Tampouco o intelecto pode conhecer a Deus. “Deus é espírito...”(João 4.24) e, portanto, só pode ser conhecido espiritualmente. No entanto, o homem decaído não é espiritual; é carnal. Esta morto para tudo o que é espiritual. A menos que nasça de novo, que seja trazido sobrenaturalmente da morte para vida, miraculosamente transferido das trevas para a luz, não pode sequer ver as coisas de Deus (João 3.3), e muito menos entendê-las (1 Coríntios 2.14). É mister que o Espírito Santo brilhe em nossos corações (não no intelecto) para dar-nos o “...conhecimento da glória de Deus, na face de Jesus Cristo”(2 Coríntios 4.6). E até mesmo esse conhecimento espiritual é apenas fragmentário. A alma regenerada terá de crescer na graça e o conhecimento do Senhor Jesus (2 Pedro 3.18).

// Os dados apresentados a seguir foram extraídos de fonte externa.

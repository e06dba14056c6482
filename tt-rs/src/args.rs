//! Command-argument extraction.
//!
//! Arguments are either a single word or a `{braced group}`; groups nest, so
//! `{a {b} c}` is one argument `a {b} c`.  A group that is never closed runs
//! to the end of the input.

/// Skip leading whitespace and return the next argument plus the remaining
/// input.  An unbraced argument takes the whole remaining input, trimmed.
pub fn get_arg_in_braces(input: &str) -> (String, &str) {
    let s = input.trim_start();
    match s.strip_prefix('{') {
        Some(body) => take_group(body),
        None => (s.trim_end().to_owned(), ""),
    }
}

/// Like [`get_arg_in_braces`], but an unbraced argument stops at the first
/// whitespace character.
pub fn get_arg_stop_spaces(input: &str) -> (String, &str) {
    let s = input.trim_start();
    if let Some(body) = s.strip_prefix('{') {
        return take_group(body);
    }
    let end = s.find(char::is_whitespace).unwrap_or(s.len());
    (s[..end].to_owned(), &s[end..])
}

/// Split `body` (just past an opening `{`) at its matching `}`.
fn take_group(body: &str) -> (String, &str) {
    let mut depth = 1usize;
    for (i, c) in body.char_indices() {
        match c {
            '{' => depth += 1,
            '}' => {
                depth -= 1;
                if depth == 0 {
                    return (body[..i].to_owned(), &body[i + 1..]);
                }
            }
            _ => {}
        }
    }
    (body.to_owned(), "")
}

/// Split an input line into commands at `;` characters outside any brace
/// group.  Empty pieces are dropped.
pub fn split_commands(line: &str) -> Vec<&str> {
    let mut out = Vec::new();
    let mut depth = 0usize;
    let mut start = 0;
    for (i, c) in line.char_indices() {
        match c {
            '{' => depth += 1,
            '}' => depth = depth.saturating_sub(1),
            ';' if depth == 0 => {
                out.push(&line[start..i]);
                start = i + 1;
            }
            _ => {}
        }
    }
    out.push(&line[start..]);
    out.into_iter().map(str::trim).filter(|s| !s.is_empty()).collect()
}

/// `true` if `word` is a non-empty, case-insensitive prefix of `full`.
pub fn is_abbrev(word: &str, full: &str) -> bool {
    !word.is_empty()
        && word.len() <= full.len()
        && full.is_char_boundary(word.len())
        && full[..word.len()].eq_ignore_ascii_case(word)
}

// ── Tests ─────────────────────────────────────────────────────────────────

#[cfg(test)]
mod tests {
    use super::*;

    #[test]
    fn braced_argument() {
        let (arg, rest) = get_arg_in_braces("  {tt.print(\"hi\")} tail");
        assert_eq!(arg, "tt.print(\"hi\")");
        assert_eq!(rest, " tail");
    }

    #[test]
    fn nested_braces() {
        let (arg, rest) = get_arg_in_braces("{t = {1, {2}}}");
        assert_eq!(arg, "t = {1, {2}}");
        assert_eq!(rest, "");
    }

    #[test]
    fn unbalanced_group_takes_the_rest() {
        let (arg, rest) = get_arg_in_braces("{x = {1");
        assert_eq!(arg, "x = {1");
        assert_eq!(rest, "");
    }

    #[test]
    fn unbraced_takes_everything() {
        let (arg, rest) = get_arg_in_braces("  x = 1 + 2  ");
        assert_eq!(arg, "x = 1 + 2");
        assert_eq!(rest, "");
    }

    #[test]
    fn empty_input() {
        assert_eq!(get_arg_in_braces(""), (String::new(), ""));
        assert_eq!(get_arg_in_braces("{}"), (String::new(), ""));
    }

    #[test]
    fn stop_spaces_word() {
        let (arg, rest) = get_arg_stop_spaces(" hp 100");
        assert_eq!(arg, "hp");
        assert_eq!(rest, " 100");
    }

    #[test]
    fn stop_spaces_group() {
        let (arg, rest) = get_arg_stop_spaces("{BUFFER SIZE} {64}");
        assert_eq!(arg, "BUFFER SIZE");
        assert_eq!(get_arg_stop_spaces(rest).0, "64");
    }

    #[test]
    fn split_respects_braces() {
        assert_eq!(
            split_commands("north;#lua {a = 1; b = 2};  ;south"),
            vec!["north", "#lua {a = 1; b = 2}", "south"]
        );
    }

    #[test]
    fn abbreviations() {
        assert!(is_abbrev("lu", "LUA"));
        assert!(is_abbrev("LUA", "lua"));
        assert!(!is_abbrev("luax", "lua"));
        assert!(!is_abbrev("", "lua"));
    }
}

A nossa oração e finalidade como cristãos deve ser que possamos “...andar dignamente diante do Senhor, agradando-lhe em tudo, frutificando em toda boa obra, e crescendo no conhecimento de Deus”(Colossenses 1.10).
A. W. Pink

2 comentários:

Roberto Vargas Jr. disse...

Olá, meu caro Danilo.

Excelente artigo de A.W. Pink!
O conhecimento de Deus gera, necessariamente, como neste texto, louvor!
Apenas um comentário a adicionar: "É mister que o Espírito Santo brilhe em nossos corações (não no intelecto) para dar-nos o '...conhecimento da glória de Deus, na face de Jesus Cristo'(2 Coríntios 4.6)". Sei que ele se refere aqui à necessidade do "nascer de novo" para o "conhecimento de Deus". Não há o que se discordar neste sentido (como poderia?). Mas o termo "coração" significa, no contexto bíblico, a totalidade do ser do homem. Isto inclui também o intelecto. O homem não necessita ser nem será redimido apenas em parte para que conheça Deus. Ele será redimido corpo, alma e espírito, razão emoção e vontade, todo ele. Só assim seu coração se volta a sua Origem Eterna!
Eu apenas achei que ele exagerou na dose, extrapolando em um quase antiintelectualismo, ao combater corretamente a eficácia da teologia natural para o conhecimento salvífico e a compreensão do Deus que Se revela nas Escrituras!
No amor do Senhor,
Roberto

Danilo Neves disse...

Concordo totalmente com o comentário do irmão. Senti-me tentado em não publicar essa parte do texto do Pink, Roberto. A aversão ao intelectual (que o Sproul chama de Fideísmo) é um pecado (desobedece 1Pe 3.14-16) e tem produzido uma geração de cristãos despreparados para fazer objeções as diversas e variadas filosofias místicas, naturalistas, existencialistas etc. A igreja aprendeu a ficar com a sua fé desprotegida no campo de batalha do intelecto. Apesar do Pink dizer "(não o intelecto)" ele, mais abaixo, cita 2Pe 3.18 e Cl 1.10 e assim não fica tão difícil ler todo o texto. É bom nos lembrandos tb que eu viveu numa época onde o liberalismo teológico arrazava com a ortodoxia dos reformadores.

Abç, irmão Roberto.
Graça e paz, em Jesus, o Filho de Deus. Amém!